Figure 6. Intermediate estimates for archival dataset.

Individual mean estimates of longitude and latitude for a 10 day period in February with CI ranges shown, as well as the CI range for intermediate estimates (full path) shown as a continuous band.

doi:10.1371/journal.pone.0007324.g006

Discussion

The flexibility provided by Bayesian methods for complex problems [36], [38], [50] proved fruitful in this study. We have demonstrated a general approach for estimating true locations from both archival tag data and satellite fixes, accepting either source as raw data. This approach handles erroneous existing location estimates and other problems by incorporating all available sources of information in one unified process. We have shown how this approach can be used to obtain all of the common measures of interest in tracking studies by summarizing the posterior. These are path estimates, estimate precision, latent estimates, combinations and diagnostics of location estimates.

Path

The likely (posterior mean) path for a basic representation of position over time. These can be used to plot simple tracks, or to query other datasets (such as productivity measures) for corresponding information at that location and time.

Precision

For each estimate we can obtain precision estimates (CI). These probability densities are bivariate and can be obtained separately for each time step in the sequence, or for combined durations as required. This information can be used for more nuanced interrogation of other datasets to obtain representative values based on the spatial precision of the estimate.

Latent estimates

Estimates of latent locations can be obtained, representing the intermediate positions between those explicitly measured. These represent each period between Argos locations or times between each twilight for archival tags: in general they represent periods between those of (primary) data collection relevant to location estimation. Latent estimates may also be summarized as a mean and CI, and used to provide estimates of the full path between individual time steps. The density of intermediate locations provides a model of the possible range of the track, similar in intention to the spatial smoothing mechanisms employed in other studies.

While direct estimates are constrained by likely movement regimes as well as the available data, the latent estimates represent the residual possible movement in-between.
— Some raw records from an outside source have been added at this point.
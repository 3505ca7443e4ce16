use std::io;
use std::path::PathBuf;

use thiserror::Error;

#[derive(Debug, Error)]
pub enum ConfigError {
    #[error("failed to read config {path}: {source}")]
    Io { source: io::Error, path: PathBuf },
    #[error("failed to parse config {path}: {source}")]
    Parse {
        source: toml::de::Error,
        path: PathBuf,
    },
}

/// Deployment-level problems detected before any job runs. These are fatal
/// to the whole process, never attributed to an individual ingest.
#[derive(Debug, Error)]
pub enum DeploymentConfigError {
    #[error("intro asset not found at {path}")]
    MissingIntroAsset { path: PathBuf },
    #[error("intro asset at {path} is not a regular file")]
    IntroAssetNotAFile { path: PathBuf },
    #[error("cannot prepare directory {path}: {source}")]
    UnusableRoot { source: io::Error, path: PathBuf },
    #[error("directory {path} is not writable: {source}")]
    RootNotWritable { source: io::Error, path: PathBuf },
}

pub type Result<T> = std::result::Result<T, ConfigError>;
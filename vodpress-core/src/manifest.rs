use std::io;
use std::path::{Path, PathBuf};

use chrono::{DateTime, Utc};
use serde::Serialize;
use sha2::{Digest, Sha256};
use thiserror::Error;
use tokio::fs;

use crate::ladder::Ladder;
use crate::pipeline::{MASTER_PLAYLIST_NAME, RENDITION_PLAYLIST_NAME};

pub const MANIFEST_NAME: &str = "manifest.json";

#[derive(Debug, Error)]
pub enum ManifestError {
    #[error("io error at {path}: {source}")]
    Io { source: io::Error, path: PathBuf },
    #[error("serialization error: {0}")]
    Serialization(#[from] serde_json::Error),
}

pub type ManifestResult<T> = Result<T, ManifestError>;

#[derive(Debug, Serialize)]
pub struct PublishManifest {
    pub job_id: String,
    pub master_playlist: String,
    pub master_sha256: String,
    pub renditions: Vec<ManifestRendition>,
    pub created_at: DateTime<Utc>,
}

#[derive(Debug, Serialize)]
pub struct ManifestRendition {
    pub index: usize,
    pub width: u32,
    pub height: u32,
    pub video_bitrate_kbps: u32,
    pub audio_bitrate_kbps: u32,
    pub playlist: String,
    pub playlist_sha256: String,
}

/// Write `manifest.json` with checksums of every playlist into the (still
/// unpublished) output tree. Segment files are not hashed; their count is
/// variable and the playlists already commit to their names.
pub async fn write_manifest(
    tree: &Path,
    job_id: &str,
    ladder: &Ladder,
) -> ManifestResult<PathBuf> {
    let master_rel = MASTER_PLAYLIST_NAME.to_string();
    let master_sha256 = checksum(&tree.join(MASTER_PLAYLIST_NAME)).await?;

    let mut renditions = Vec::with_capacity(ladder.len());
    for rendition in ladder.renditions() {
        let playlist_rel = format!("{}/{}", rendition.dir_name(), RENDITION_PLAYLIST_NAME);
        let playlist_sha256 = checksum(&tree.join(&playlist_rel)).await?;
        renditions.push(ManifestRendition {
            index: rendition.index,
            width: rendition.width,
            height: rendition.height,
            video_bitrate_kbps: rendition.video_bitrate_kbps,
            audio_bitrate_kbps: rendition.audio_bitrate_kbps,
            playlist: playlist_rel,
            playlist_sha256,
        });
    }

    let manifest = PublishManifest {
        job_id: job_id.to_string(),
        master_playlist: master_rel,
        master_sha256,
        renditions,
        created_at: Utc::now(),
    };

    let path = tree.join(MANIFEST_NAME);
    fs::write(&path, serde_json::to_vec_pretty(&manifest)?)
        .await
        .map_err(|source| ManifestError::Io {
            source,
            path: path.clone(),
        })?;
    Ok(path)
}

async fn checksum(path: &Path) -> ManifestResult<String> {
    let bytes = fs::read(path).await.map_err(|source| ManifestError::Io {
        source,
        path: path.to_path_buf(),
    })?;
    let mut hasher = Sha256::new();
    hasher.update(bytes);
    Ok(hex::encode(hasher.finalize()))
}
Unlike some studies using techniques that require subsequent clipping [14], [25], time spent estimates can be made without spurious presence on land or other out-of-bounds areas. Also, there is a more realistic probability transition from land to marine areas even for complexly shaped coastlines.

The use of latent estimates utilization distributions is better than either cell gridding or kernel density as there is no dependence on the choice of grain size or kernel. The final step to quantize values into a density grid can be done directly from the posterior, without intermediate processing.

Combinations

The structure of our estimates enables us to combine estimates from different animals for spatial measures of resource usage. This may be done for arbitrary time periods and groups of individuals. Also raw coordinates may be projected for summaries based on an appropriate coordinate system for particular groups or areas of interest.

Updating the models

Time spent maps and track summaries (mean and CI values) were generated by summarizing the posterior for each example. The intermediate locations represent the ‘full path’ and hence are appropriate for time spent maps and similar spatial summaries. The direct locations are estimates for each time step from the raw location data - individual twilights for the archival tag, Argos times for the satellite tag. Interrogating individual x or z estimates provides feedback on the performance of the model run that may be used to identify problems or areas that require improvement. An example of this feedback was discussed with Figure 4 where we see how the movement model requires an improved implementation for the satellite tag. This is one of the most powerful aspects of our approach, more important than the results presented here as it provides a foundation from which remaining problems with location estimates may be identified and related to deficiencies in source data, model specification or model assumptions.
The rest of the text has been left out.